Kingdutch · April 18, 2020 22:29
diff --git a/analysis.js b/analysis.js
 // Relevant render code from the SizeMe component in react-sizeme
 render() {
    const { SizeAware } = this
    const render = this.props.children || this.props.render
    return (
      <SizeAware onSize={this.onSize}>
      // ! Here it calls the function that you provide. React doesn't know anything about this, 
      // it only know about the output.
        {render({ size: this.state.size })}
      </SizeAware>
    )
 }

 // This is the program that's working.
 import * as ReactSizeme from "react-sizeme";
 function MyComponent() {
  return (
    <ReactSizeme.SizeMe>
      {({ size }) => {
        return React.createElement("div", null, "Width ", size.width);
      }}
    </ReactSizeme.SizeMe>
  );
 }

 // Lets look at what happens on initial render.
 // If we step through this then we can render the ReactSizeme.SizeMe 
 // component as follows: (this is illustrative, not actual working code)
 ReactSizeMe.SizeMe.render({ children }) {
  // children now holds our ({ size }) => { return ... } function.
  
  // Cleverly try to assign this.SizeAware to SizeAware.
  const { SizeAware } = this
  // Allow callling our code with either a prop named 'render' or 
  // with a function as a child (this is the method used in the example)
  // We can now always call it as render()
  const render = this.props.children || this.props.render
  
  // The SizeAware function would now be rendered by React roughly as follows:
  SizeAware.render({
    onSize: this.onSize,
    children: render({size: this.state.size }),
  })
  
  // As you can see here, the argument passed to `children` is the result of the 
  // call to `render()`. React only knows about the result, not its existence.
  // In the working example this translates to:
  SizeAware.render({
    onSize: this.onSize,
    children: React.createElement("div", null, "Width ", size.width),
  })

 // This is the program that's broken.
 import * as ReactSizeme from "react-sizeme";
 function MyComponent() {
  return (
    <ReactSizeme.SizeMe>
      {({ size }) => {
        return React.createElement("div", null, "Width " + size.width);
      }}
    </ReactSizeme.SizeMe>
  );
 }

 // Taking a bit of a shortcut
 // Its render basically translates to
 SizeAware.render({
    onSize: this.onSize,
    children: React.createElement("div", null, "Width " + size.width),
  })
  
 // However, this still means the `size` is in the tree and changing it should
 // change the children. So I can't imagine that this gets optimised away.

 // The only reason I can imagine that React is optimizing away a re-render is
 // because the props to a tree are the same.
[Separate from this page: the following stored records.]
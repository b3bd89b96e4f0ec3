//! Tabular data model for participant de-identification.
//!
//! - [`Column`] / [`ColumnKey`]: positional column identity plus display label
//! - [`CellValue`] / [`Row`] / [`Dataset`]: parsed sheet contents
//! - [`HashedRecord`]: one pseudonymised output row

pub mod error;
pub mod ids;
pub mod record;
pub mod table;
pub mod value;

pub use error::{ModelError, Result};
pub use ids::ColumnKey;
pub use record::HashedRecord;
pub use table::{Column, Dataset, Row};
pub use value::{CellValue, format_number};
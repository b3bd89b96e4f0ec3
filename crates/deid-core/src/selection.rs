//! Column selection state.
//!
//! [`Selection`] is a value type: `toggle_column` and `set_identifier_column`
//! return a new state and leave the receiver untouched.

use std::collections::BTreeSet;

use deid_model::{Column, ColumnKey};

/// Which columns feed the digest and which column identifies the participant.
///
/// The identifier column may also be selected for hashing.
#[derive(Debug, Clone, PartialEq, Eq)]
pub struct Selection {
    selected_columns: BTreeSet<ColumnKey>,
    identifier_column: ColumnKey,
}

impl Selection {
    /// Empty selection with the given identifier column.
    pub fn new(identifier_column: ColumnKey) -> Self {
        Self {
            selected_columns: BTreeSet::new(),
            identifier_column,
        }
    }

    /// Default state after a dataset load: leftmost column as identifier,
    /// nothing selected. `None` when there are no columns.
    pub fn for_columns(columns: &[Column]) -> Option<Self> {
        columns.first().map(|column| Self::new(column.key))
    }

    #[must_use]
    pub fn with_selected(mut self, keys: impl IntoIterator<Item = ColumnKey>) -> Self {
        self.selected_columns.extend(keys);
        self
    }

    /// Adds `key` if absent, removes it if present.
    #[must_use]
    pub fn toggle_column(&self, key: ColumnKey) -> Self {
        let mut next = self.clone();
        if !next.selected_columns.remove(&key) {
            next.selected_columns.insert(key);
        }
        next
    }

    #[must_use]
    pub fn set_identifier_column(&self, key: ColumnKey) -> Self {
        Self {
            selected_columns: self.selected_columns.clone(),
            identifier_column: key,
        }
    }

    pub fn is_selected(&self, key: ColumnKey) -> bool {
        self.selected_columns.contains(&key)
    }

    pub fn selected_columns(&self) -> &BTreeSet<ColumnKey> {
        &self.selected_columns
    }

    pub fn identifier_column(&self) -> ColumnKey {
        self.identifier_column
    }
}

#[cfg(test)]
mod tests {
    use super::*;

    fn key(index: usize) -> ColumnKey {
        ColumnKey::from_index(index)
    }

    #[test]
    fn default_identifier_is_leftmost_column() {
        let columns = vec![Column::at(0, "ID"), Column::at(1, "Name")];
        let selection = Selection::for_columns(&columns).unwrap();
        assert_eq!(selection.identifier_column(), key(0));
        assert!(selection.selected_columns().is_empty());
    }

    #[test]
    fn no_columns_means_no_selection() {
        assert_eq!(Selection::for_columns(&[]), None);
    }

    #[test]
    fn toggle_adds_then_removes() {
        let base = Selection::new(key(0));
        let on = base.toggle_column(key(2));
        assert!(on.is_selected(key(2)));
        assert!(!base.is_selected(key(2)));
        let off = on.toggle_column(key(2));
        assert_eq!(off, base);
    }

    #[test]
    fn identifier_may_also_be_selected() {
        let selection = Selection::new(key(0)).toggle_column(key(0));
        assert!(selection.is_selected(selection.identifier_column()));
    }

    #[test]
    fn set_identifier_keeps_selected_columns() {
        let selection = Selection::new(key(0)).with_selected([key(1), key(2)]);
        let moved = selection.set_identifier_column(key(3));
        assert_eq!(moved.identifier_column(), key(3));
        assert_eq!(moved.selected_columns(), selection.selected_columns());
    }
}
//! End-to-end runs of the subcommands against files on disk.

use std::path::{Path, PathBuf};

use clap::Parser;
use deid_cli::cli::{Cli, Command, HashArgs, OutputFormatArg, SheetArgs};
use deid_cli::commands::{run_columns, run_hash, run_preview};
use deid_cli::config::Config;
use deid_core::sha1_hex;
use deid_model::{CellValue, ColumnKey};
use deid_output::OutputFormat;
use tempfile::TempDir;

const JANE: &str = "15dd2af950742e9e02f3973d4894beb5042cf126";

fn write_workbook(path: &Path) {
    let mut book = rust_xlsxwriter::Workbook::new();
    let sheet = book.add_worksheet();
    sheet.set_name("Participants").unwrap();
    for (col, label) in ["ID", "Name", "DOB"].iter().enumerate() {
        sheet.write_string(0, col as u16, *label).unwrap();
    }
    sheet.write_string(1, 0, "P1").unwrap();
    sheet.write_string(1, 1, "Jane").unwrap();
    sheet.write_string(1, 2, "2000-01-01").unwrap();
    sheet.write_number(2, 0, 2.0).unwrap();
    sheet.write_string(2, 1, "John").unwrap();
    book.save(path).unwrap();
}

fn sheet_args(file: &Path) -> SheetArgs {
    SheetArgs {
        file: file.to_path_buf(),
        sheet: None,
        header_row: None,
    }
}

fn hash_args(file: &Path, output: PathBuf) -> HashArgs {
    HashArgs {
        sheet: sheet_args(file),
        select: vec!["Name".into(), "col3".into()],
        id: None,
        output: Some(output),
        format: None,
        separator: None,
        dry_run: false,
        preview: 5,
    }
}

fn key(name: &str) -> ColumnKey {
    name.parse().unwrap()
}

#[test]
fn hash_writes_csv_output() {
    let dir = TempDir::new().unwrap();
    let input = dir.path().join("participants.xlsx");
    write_workbook(&input);
    let output = dir.path().join("hashed.csv");

    let outcome = run_hash(&hash_args(&input, output.clone()), &Config::default()).unwrap();

    assert!(outcome.written);
    assert_eq!(outcome.format, OutputFormat::Csv);
    assert_eq!(outcome.sheet_name, "Participants");
    assert_eq!(outcome.identifier.label, "ID");
    assert_eq!(outcome.records.len(), 2);
    assert_eq!(outcome.records[0].participant_id, Some(CellValue::text("P1")));
    assert_eq!(outcome.records[0].digest, JANE);

    let contents = std::fs::read_to_string(&output).unwrap();
    let lines: Vec<&str> = contents.lines().collect();
    assert_eq!(lines[0], "Participant ID,Hash");
    assert_eq!(lines[1], format!("P1,{JANE}"));
    assert!(lines[2].starts_with("2,"));
}

#[test]
fn dry_run_writes_nothing() {
    let dir = TempDir::new().unwrap();
    let input = dir.path().join("participants.xlsx");
    write_workbook(&input);
    let output = dir.path().join("hashed.xlsx");
    let mut args = hash_args(&input, output.clone());
    args.dry_run = true;

    let outcome = run_hash(&args, &Config::default()).unwrap();

    assert!(!outcome.written);
    assert_eq!(outcome.records.len(), 2);
    assert!(!output.exists());
}

#[test]
fn config_supplies_selection_and_separator() {
    let dir = TempDir::new().unwrap();
    let input = dir.path().join("participants.xlsx");
    write_workbook(&input);
    let config_path = dir.path().join("deid.toml");
    std::fs::write(
        &config_path,
        "[input]\nsheet = \"Participants\"\n\n\
         [hash]\nidentifier = \"Name\"\ncolumns = [\"ID\"]\nseparator = \"|\"\n\n\
         [output]\nformat = \"json\"\n",
    )
    .unwrap();
    let config = Config::load(&config_path).unwrap();

    let mut args = hash_args(&input, dir.path().join("out.dat"));
    args.select.clear();
    let outcome = run_hash(&args, &config).unwrap();

    assert_eq!(outcome.format, OutputFormat::Json);
    assert_eq!(outcome.separator.as_deref(), Some("|"));
    assert_eq!(outcome.identifier.key, key("col2"));
    assert_eq!(outcome.selected.len(), 1);
    assert_eq!(outcome.records[0].participant_id, Some(CellValue::text("Jane")));
    // A single selected value, so the separator never appears.
    assert_eq!(outcome.records[0].digest, sha1_hex("P1"));
    assert!(dir.path().join("out.dat").exists());
}

#[test]
fn unknown_sheet_lists_available_sheets() {
    let dir = TempDir::new().unwrap();
    let input = dir.path().join("participants.xlsx");
    write_workbook(&input);
    let mut args = sheet_args(&input);
    args.sheet = Some("Missing".into());

    let err = run_preview(&args, &Config::default()).unwrap_err();
    let message = format!("{err:#}");
    assert!(message.contains("Missing"));
    assert!(message.contains("Participants"));
}

#[test]
fn header_row_out_of_range_is_reported() {
    let dir = TempDir::new().unwrap();
    let input = dir.path().join("participants.xlsx");
    write_workbook(&input);
    let mut args = sheet_args(&input);
    args.header_row = Some(9);

    assert!(run_columns(&args, &Config::default()).is_err());
}

#[test]
fn unknown_column_is_rejected_before_writing() {
    let dir = TempDir::new().unwrap();
    let input = dir.path().join("participants.xlsx");
    write_workbook(&input);
    let output = dir.path().join("hashed.xlsx");
    let mut args = hash_args(&input, output.clone());
    args.select = vec!["Email".into()];

    let err = run_hash(&args, &Config::default()).unwrap_err();
    assert!(err.to_string().contains("Email"));
    assert!(!output.exists());
}

#[test]
fn columns_reflect_config_selection() {
    let dir = TempDir::new().unwrap();
    let input = dir.path().join("participants.xlsx");
    write_workbook(&input);
    let config: Config = toml::from_str("[hash]\ncolumns = [\"DOB\"]\n").unwrap();

    let session = run_columns(&sheet_args(&input), &config).unwrap();
    let selection = session.selection().unwrap();
    assert!(selection.is_selected(key("col3")));
    assert_eq!(selection.identifier_column(), key("col1"));
}

#[test]
fn command_line_parses() {
    let cli = Cli::try_parse_from([
        "deid",
        "-v",
        "hash",
        "data.xlsx",
        "--sheet",
        "Participants",
        "--header-row",
        "2",
        "-s",
        "Name",
        "--select",
        "col3",
        "--id",
        "col1",
        "--format",
        "csv",
        "--dry-run",
    ])
    .unwrap();

    let Command::Hash(args) = cli.command else {
        panic!("expected hash command");
    };
    assert_eq!(args.sheet.file, PathBuf::from("data.xlsx"));
    assert_eq!(args.sheet.sheet.as_deref(), Some("Participants"));
    assert_eq!(args.sheet.header_row, Some(2));
    assert_eq!(args.select, vec!["Name", "col3"]);
    assert_eq!(args.id.as_deref(), Some("col1"));
    assert!(matches!(args.format, Some(OutputFormatArg::Csv)));
    assert!(args.dry_run);
    assert_eq!(args.preview, 5);
}
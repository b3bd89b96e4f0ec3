//! Workbook loading from disk or from an in-memory upload.

use std::fs::File;
use std::io::{BufReader, Cursor, Read, Seek};
use std::path::Path;

use calamine::{Data, Reader, Sheets, open_workbook_auto, open_workbook_auto_from_rs};
use deid_model::CellValue;
use tracing::{debug, info};

use crate::csv_table::read_csv_sheet;
use crate::error::{IngestError, Result};

/// Maximum workbook size accepted for loading (500 MB).
pub const MAX_WORKBOOK_FILE_SIZE: u64 = 500 * 1024 * 1024;

/// One worksheet as a raw grid of cells.
///
/// Rows are relative to the sheet's used range; `None` marks an empty cell.
#[derive(Debug, Clone, Default, PartialEq)]
pub struct Sheet {
    pub name: String,
    pub rows: Vec<Vec<Option<CellValue>>>,
}

impl Sheet {
    pub fn new(name: impl Into<String>, rows: Vec<Vec<Option<CellValue>>>) -> Self {
        Self {
            name: name.into(),
            rows,
        }
    }

    pub fn row_count(&self) -> usize {
        self.rows.len()
    }

    /// Widest row in the grid.
    pub fn width(&self) -> usize {
        self.rows.iter().map(Vec::len).max().unwrap_or(0)
    }
}

/// A parsed workbook with every sheet loaded eagerly.
#[derive(Debug, Clone, Default, PartialEq)]
pub struct Workbook {
    /// File name the workbook was loaded from.
    pub name: String,
    pub sheets: Vec<Sheet>,
}

impl Workbook {
    pub fn new(name: impl Into<String>, sheets: Vec<Sheet>) -> Self {
        Self {
            name: name.into(),
            sheets,
        }
    }

    pub fn sheet_names(&self) -> Vec<&str> {
        self.sheets.iter().map(|sheet| sheet.name.as_str()).collect()
    }

    /// Looks up a sheet by exact name.
    pub fn sheet(&self, name: &str) -> Option<&Sheet> {
        self.sheets.iter().find(|sheet| sheet.name == name)
    }

    pub fn first_sheet(&self) -> Option<&Sheet> {
        self.sheets.first()
    }
}

/// Input container kinds, chosen from the file name.
#[derive(Debug, Clone, Copy, PartialEq, Eq)]
pub enum WorkbookFormat {
    /// Comma-separated text, loaded as a single sheet.
    Csv,
    /// Any spreadsheet container calamine can sniff (xlsx, xlsm, xlsb, xls, ods).
    Spreadsheet,
}

impl WorkbookFormat {
    pub fn from_file_name(name: &str) -> Self {
        let is_csv = Path::new(name)
            .extension()
            .and_then(|ext| ext.to_str())
            .is_some_and(|ext| ext.eq_ignore_ascii_case("csv"));
        if is_csv { Self::Csv } else { Self::Spreadsheet }
    }
}

/// Check file size against the default limit.
pub fn check_file_size(path: &Path) -> Result<()> {
    check_file_size_with_limit(path, MAX_WORKBOOK_FILE_SIZE)
}

/// Check file size against a custom limit.
pub fn check_file_size_with_limit(path: &Path, max_size: u64) -> Result<()> {
    let metadata = std::fs::metadata(path).map_err(|e| IngestError::file_open(path, e))?;
    if metadata.len() > max_size {
        return Err(IngestError::FileTooLarge {
            path: path.to_path_buf(),
            size: metadata.len(),
            max_size,
        });
    }
    Ok(())
}

/// Loads every sheet of a workbook file.
///
/// `.csv` files become a single sheet named after the file stem.
pub fn load_workbook(path: &Path) -> Result<Workbook> {
    check_file_size(path)?;
    let name = file_label(path);
    let workbook = match WorkbookFormat::from_file_name(&name) {
        WorkbookFormat::Csv => {
            let file = File::open(path).map_err(|e| IngestError::file_open(path, e))?;
            let sheet = read_csv_sheet(&name, BufReader::new(file))?;
            Workbook::new(name, vec![sheet])
        }
        WorkbookFormat::Spreadsheet => {
            let sheets = open_workbook_auto(path).map_err(|e| parse_error(&name, &e))?;
            collect_sheets(&name, sheets)?
        }
    };
    info!(
        file = %path.display(),
        sheets = workbook.sheets.len(),
        "loaded workbook"
    );
    Ok(workbook)
}

/// Parses a workbook from raw bytes, e.g. a dropped or uploaded file.
pub fn read_workbook_bytes(name: &str, bytes: Vec<u8>) -> Result<Workbook> {
    match WorkbookFormat::from_file_name(name) {
        WorkbookFormat::Csv => {
            let sheet = read_csv_sheet(name, bytes.as_slice())?;
            Ok(Workbook::new(name, vec![sheet]))
        }
        WorkbookFormat::Spreadsheet => {
            let sheets =
                open_workbook_auto_from_rs(Cursor::new(bytes)).map_err(|e| parse_error(name, &e))?;
            collect_sheets(name, sheets)
        }
    }
}

fn collect_sheets<RS: Read + Seek>(name: &str, mut sheets: Sheets<RS>) -> Result<Workbook> {
    let mut loaded = Vec::new();
    for sheet_name in sheets.sheet_names() {
        let range = sheets
            .worksheet_range(&sheet_name)
            .map_err(|e| parse_error(name, &e))?;
        let rows: Vec<Vec<Option<CellValue>>> = range
            .rows()
            .map(|row| row.iter().map(cell_value).collect())
            .collect();
        debug!(sheet = %sheet_name, rows = rows.len(), "read worksheet");
        loaded.push(Sheet::new(sheet_name, rows));
    }
    Ok(Workbook::new(name, loaded))
}

/// Maps a calamine cell onto the loosely typed model.
///
/// Dates keep their serial number so hashes match the raw sheet contents.
pub fn cell_value(cell: &Data) -> Option<CellValue> {
    match cell {
        Data::Empty => None,
        Data::String(text) | Data::DateTimeIso(text) | Data::DurationIso(text) => {
            Some(CellValue::Text(text.clone()))
        }
        Data::Int(value) => Some(CellValue::Number(*value as f64)),
        Data::Float(value) => Some(CellValue::Number(*value)),
        Data::DateTime(value) => Some(CellValue::Number(value.as_f64())),
        Data::Bool(flag) => Some(CellValue::Bool(*flag)),
        Data::Error(error) => Some(CellValue::Text(error.to_string())),
    }
}

fn parse_error(name: &str, error: &impl std::fmt::Display) -> IngestError {
    IngestError::WorkbookParse {
        file: name.to_string(),
        message: error.to_string(),
    }
}

fn file_label(path: &Path) -> String {
    path.file_name()
        .map(|name| name.to_string_lossy().into_owned())
        .unwrap_or_else(|| path.display().to_string())
}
This doesn't appear the to be the 
 // case for `size.width`. 
 // However, react-sizeme does seem to be some questionable
 // things in how it's passing around state and updating state. It's possible that 
 // it accidentally passes a 'reference' somewhere and causes both the reference for
 // this.size to be updated as well as the value that React has stored to use in determining
 // whether the props to a part of a component have changed.

 // In combination with the above, the difference could be possibly be that in the working
 // variant of the code the separate `size.width` causes an extra value stored in the tree
 // that will be found to be different causing a re-render. The broken code only stores a 
 // string, that requires a function call to change, which doesn't happen because the props
 // to the component that call that function aren't changed, so the function isn't called.

 // A demonstration of how this assignment and comparison can go wrong unexpectedly and why
 // all React tutorials focus on immutable state using the spread operator:
 // `{ ...preState, newValue: 2 }` 

 const mutable = {
  width: 2
 };
 const other = mutable;
 const actualValue = mutable.width;

 // Lets change the original object and see what 
 // has and hasn't changed.
 mutable.width = 5;

 console.log("other.width === 2", other.width === 2);
 console.log("other.width === mutable.width", other.width === mutable.width);
 // As you can see above, the value in `other` changed 
 // with the change in mutable.

 console.log("actualValue === 2", actualValue === 2);
 console.log("actualValue ==== mutable.width", actualValue === mutable.width);
 // In the above two lines you see that the scalar value we assigned
 // has actually not changed as we expected.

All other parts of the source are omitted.